Still looks like a shallow pond, right? These 42 wetlands are characterized by acidic conditions in shallow depressions in sandy soils associated with glacial outwash channels or post-glacial lakes. They have very gently sloping edges which are alternately exposed and covered with water. The thing that makes them SO unique is the plant communities they support. Are you ready for this? Great Lakes Coastal Plain Marsh

The plants they support shouldn't be here in the Great Lakes. The plants are more properly found along the Atlantic and Gulf Coasts. They aren't strung out from the coasts to here. They are just missing in between. This is called a disjunct. Great Lakes Coastal Plain Marsh

How did the plants get here? There's a mystery! Some experts believe the seeds were carried by birds, and then the seeds found satisfactory conditions, so they grew. Another theory is that the seeds were carried in glacial outwash channels. This theory is supported by the fact that many of these sites are associated with glacial outwash. Great Lakes Coastal Plain Marsh

I did some more research when I got home. Some of the plants are so rare, I've never even heard of them. Now I definitely want to get involved in a plant field trip! The MSU Natural Features Inventory lists over 100 plants typical of a Great Lakes Coastal Plain Marsh, and about 45 of them are rare to endangered. There are also some rare animals associated with them.

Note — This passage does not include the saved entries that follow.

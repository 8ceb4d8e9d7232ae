//! Native values produced by the [`Constructor`].
//!
//! Collections are shared (`Rc<RefCell<_>>`): every alias of an anchored collection node
//! constructs to the same container, and a container may hold itself. Use [`Value::ptr_eq`] to
//! check identity.
//!
//! [`Constructor`]: crate::Constructor

use std::{
    cell::RefCell,
    fmt,
    hash::{Hash, Hasher},
    rc::Rc,
};

use hashlink::{LinkedHashMap, LinkedHashSet};
use ordered_float::OrderedFloat;

use crate::index::Accessor;

/// A shared, mutable container.
pub type Shared<T> = Rc<RefCell<T>>;
/// The contents of a [`Value::Sequence`].
pub type Sequence = Vec<Value>;
/// The contents of a [`Value::Mapping`]. Insertion order is preserved.
pub type Mapping = LinkedHashMap<Value, Value>;
/// The contents of a [`Value::Set`]. Insertion order is preserved.
pub type Set = LinkedHashSet<Value>;
/// The contents of a [`Value::Pairs`]. Keys may repeat.
pub type Pairs = Vec<(Value, Value)>;

/// A time of day, with an optional offset from UTC.
#[derive(Clone, Copy, Debug, PartialEq, Eq, Hash, PartialOrd, Ord)]
pub struct Time {
    /// Hour, from 0 to 23.
    pub hour: u8,
    /// Minute, from 0 to 59.
    pub minute: u8,
    /// Second, from 0 to 60 (leap second).
    pub second: u8,
    /// Sub-second part, in nanoseconds.
    pub nanosecond: u32,
    /// Offset from UTC in minutes. [`None`] if the timestamp has no timezone.
    pub offset_minutes: Option<i16>,
}

/// A [timestamp](https://yaml.org/type/timestamp.html): a date, optionally followed by a time.
#[derive(Clone, Copy, Debug, PartialEq, Eq, Hash, PartialOrd, Ord)]
pub struct Timestamp {
    /// Year.
    pub year: u16,
    /// Month, from 1 to 12.
    pub month: u8,
    /// Day of the month, from 1 to 31.
    pub day: u8,
    /// The time of the day, if any.
    pub time: Option<Time>,
}

impl fmt::Display for Timestamp {
    fn fmt(&self, f: &mut fmt::Formatter<'_>) -> fmt::Result {
        write!(f, "{:04}-{:02}-{:02}", self.year, self.month, self.day)?;
        let Some(time) = self.time else {
            return Ok(());
        };
        write!(f, "T{:02}:{:02}:{:02}", time.hour, time.minute, time.second)?;
        if time.nanosecond != 0 {
            let fraction = format!("{:09}", time.nanosecond);
            write!(f, ".{}", fraction.trim_end_matches('0'))?;
        }
        match time.offset_minutes {
            None => Ok(()),
            Some(0) => f.write_str("Z"),
            Some(offset) => {
                let sign = if offset < 0 { '-' } else { '+' };
                let offset = offset.unsigned_abs();
                write!(f, "{sign}{:02}:{:02}", offset / 60, offset % 60)
            }
        }
    }
}

/// A constructed YAML value.
///
/// # Warning
/// Containers are not hashable in the YAML sense (see [`Value::is_hashable`]). They still
/// implement [`Hash`] so that `Value` can be used as a mapping key type, but all containers of a
/// given variant hash the same. The constructor refuses to use them as keys.
///
/// Equality is structural. It terminates on self-referential containers.
#[derive(Clone)]
pub enum Value {
    /// `~`, `null`, or an empty plain scalar.
    Null,
    /// A boolean.
    Boolean(bool),
    /// An integer.
    Integer(i64),
    /// A floating point number.
    FloatingPoint(OrderedFloat<f64>),
    /// A string.
    String(String),
    /// Decoded `!!binary` data.
    Binary(Vec<u8>),
    /// A `!!timestamp`.
    Timestamp(Timestamp),
    /// A sequence (`!!seq`).
    Sequence(Shared<Sequence>),
    /// A mapping (`!!map`).
    Mapping(Shared<Mapping>),
    /// A set (`!!set`).
    Set(Shared<Set>),
    /// An ordered list of key/value pairs (`!!omap`, `!!pairs`).
    Pairs(Shared<Pairs>),
    /// A value whose tag has no dedicated constructor, alongside the tag.
    Tagged(String, Box<Value>),
}

impl Value {
    /// Create a new shared sequence.
    #[must_use]
    pub fn sequence(items: Sequence) -> Self {
        Self::Sequence(Rc::new(RefCell::new(items)))
    }

    /// Create a new shared mapping.
    #[must_use]
    pub fn mapping(entries: Mapping) -> Self {
        Self::Mapping(Rc::new(RefCell::new(entries)))
    }

    /// Create a new shared set.
    #[must_use]
    pub fn set(items: Set) -> Self {
        Self::Set(Rc::new(RefCell::new(items)))
    }

    /// Create a new shared list of pairs.
    #[must_use]
    pub fn pairs(items: Pairs) -> Self {
        Self::Pairs(Rc::new(RefCell::new(items)))
    }

    define_as!(as_bool, bool, Self::Boolean(v) => Some(v));
    define_as!(as_integer, i64, Self::Integer(v) => Some(v));
    define_as!(as_floating_point, f64, Self::FloatingPoint(v) => Some(v.into_inner()));
    define_as!(as_timestamp, Timestamp, Self::Timestamp(v) => Some(v));

    define_as_ref!(as_str, &str, Self::String(v) => Some(v.as_str()));
    define_as_ref!(as_binary, &[u8], Self::Binary(v) => Some(v.as_slice()));
    define_as_ref!(as_sequence, &Shared<Sequence>, Self::Sequence(v) => Some(v));
    define_as_ref!(as_mapping, &Shared<Mapping>, Self::Mapping(v) => Some(v));
    define_as_ref!(as_set, &Shared<Set>, Self::Set(v) => Some(v));
    define_as_ref!(as_pairs, &Shared<Pairs>, Self::Pairs(v) => Some(v));
    define_as_ref!(as_tagged, (&str, &Value), Self::Tagged(tag, v) => Some((tag.as_str(), &**v)));

    define_is!(is_null, Self::Null);
    define_is!(is_boolean, Self::Boolean(_));
    define_is!(is_integer, Self::Integer(_));
    define_is!(is_floating_point, Self::FloatingPoint(_));
    define_is!(is_string, Self::String(_));
    define_is!(is_binary, Self::Binary(_));
    define_is!(is_timestamp, Self::Timestamp(_));
    define_is!(is_sequence, Self::Sequence(_));
    define_is!(is_mapping, Self::Mapping(_));
    define_is!(is_set, Self::Set(_));
    define_is!(is_pairs, Self::Pairs(_));
    define_is!(is_tagged, Self::Tagged(..));

    /// Return whether the value may be used as a mapping key or a set item.
    ///
    /// Containers are mutable and cannot be keys. A tagged value is hashable if its inner value
    /// is.
    #[must_use]
    pub fn is_hashable(&self) -> bool {
        match self {
            Self::Sequence(_) | Self::Mapping(_) | Self::Set(_) | Self::Pairs(_) => false,
            Self::Tagged(_, inner) => inner.is_hashable(),
            _ => true,
        }
    }

    /// Return whether `self` and `other` are the same shared container.
    ///
    /// Scalars are never identical, even if they are equal.
    #[must_use]
    pub fn ptr_eq(&self, other: &Value) -> bool {
        match (self, other) {
            (Self::Sequence(a), Self::Sequence(b)) => Rc::ptr_eq(a, b),
            (Self::Mapping(a), Self::Mapping(b)) => Rc::ptr_eq(a, b),
            (Self::Set(a), Self::Set(b)) => Rc::ptr_eq(a, b),
            (Self::Pairs(a), Self::Pairs(b)) => Rc::ptr_eq(a, b),
            _ => false,
        }
    }

    /// Look up an element of a sequence or a mapping.
    ///
    /// Tagged values are looked through. For [`Value::Pairs`], a field accessor returns the value
    /// of the first pair with that key.
    ///
    /// # Return
    /// Returns a clone of the element (containers are shared, not copied), or [`None`] if `self`
    /// is not indexable or the element does not exist.
    #[must_use]
    pub fn get(&self, key: impl Into<Accessor>) -> Option<Value> {
        let key = key.into();
        let found = match (self, key) {
            (Self::Sequence(seq), Accessor::Index(index)) => seq.borrow().get(index).cloned(),
            (Self::Mapping(map), Accessor::Field(field)) => {
                map.borrow().get(&Value::String(field)).cloned()
            }
            (Self::Mapping(map), Accessor::Index(index)) => i64::try_from(index)
                .ok()
                .and_then(|index| map.borrow().get(&Value::Integer(index)).cloned()),
            (Self::Pairs(pairs), Accessor::Field(field)) => pairs
                .borrow()
                .iter()
                .find(|(k, _)| k.as_str() == Some(field.as_str()))
                .map(|(_, v)| v.clone()),
            (Self::Tagged(_, inner), key) => inner.get(key),
            _ => None,
        };
        found
    }

    /// Return the number of elements in a container, or [`None`] for scalars.
    #[must_use]
    pub fn len(&self) -> Option<usize> {
        match self {
            Self::Sequence(v) => Some(v.borrow().len()),
            Self::Mapping(v) => Some(v.borrow().len()),
            Self::Set(v) => Some(v.borrow().len()),
            Self::Pairs(v) => Some(v.borrow().len()),
            Self::Tagged(_, inner) => inner.len(),
            _ => None,
        }
    }

    /// Return a short name of the variant, used in error messages.
    #[must_use]
    pub fn type_name(&self) -> &'static str {
        match self {
            Self::Null => "null",
            Self::Boolean(_) => "bool",
            Self::Integer(_) => "int",
            Self::FloatingPoint(_) => "float",
            Self::String(_) => "str",
            Self::Binary(_) => "binary",
            Self::Timestamp(_) => "timestamp",
            Self::Sequence(_) => "sequence",
            Self::Mapping(_) => "mapping",
            Self::Set(_) => "set",
            Self::Pairs(_) => "pairs",
            Self::Tagged(..) => "tagged",
        }
    }
}

/// Structural comparison that terminates on cyclic containers.
///
/// `open` holds the pairs of containers being compared. A pair met again is assumed equal: any
/// difference will be found elsewhere in the comparison.
struct EqState {
    open: Vec<(usize, usize)>,
}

The interpretive sign shows a picture of the orange fringed orchid- one of the plants I'd never heard of. However... most of thes 42 wetlands are in southwest Michigan. The U of M plant database doesn't show this orchid as being found in Newaygo County, which is where I was. Newaygo county is shown as having a high incidence of this type of wetland. It would be SO cool to find the first one in that county! (As you may remember, I was the first one to find a particular plant in my home county. See Oxtongue, so it's not out of the question).

I borrowed this picture of the orange fringed orchid from the U of M Herbarium web page. Talk about a spectacular plant!
orange fringed orchid

Another plant typical of these wetlands is lance-leaved violet. I have seen this plant. In fact, took this picture along the NCT, somewhere near home, in 2009. Sadly, the SD card the original photos were on has gone bad, and I did not note exactly where that hike was. Eye roll. I'll just have to find it again.
lance leaved violet

A lot of the plants on the list are ones of little interest to most people- various rushes and sedges- brown and green spikey things. But I want to see them!!!!

In other news: I hunkered down and did a lot of editing today, and some errands. Probably ditto tomorrow.

See 15 Miles!


Ann said...

Very interesting and the perfect place for you to explore and find those rare plants

The Furry Gnome said...

Wow! So neat tofind a new rare habitat with all those new species. I've heard of Atlantic 'disjuncts' here in Ontario.

Sharkbytes said...

Ann- I seriously want to get back there

Stew- There is one particular one in the UP that is known for rare plants, and I've gotten some neat pictures there (back in 35mm days), but I had no idea that most of them are in SW Michigan.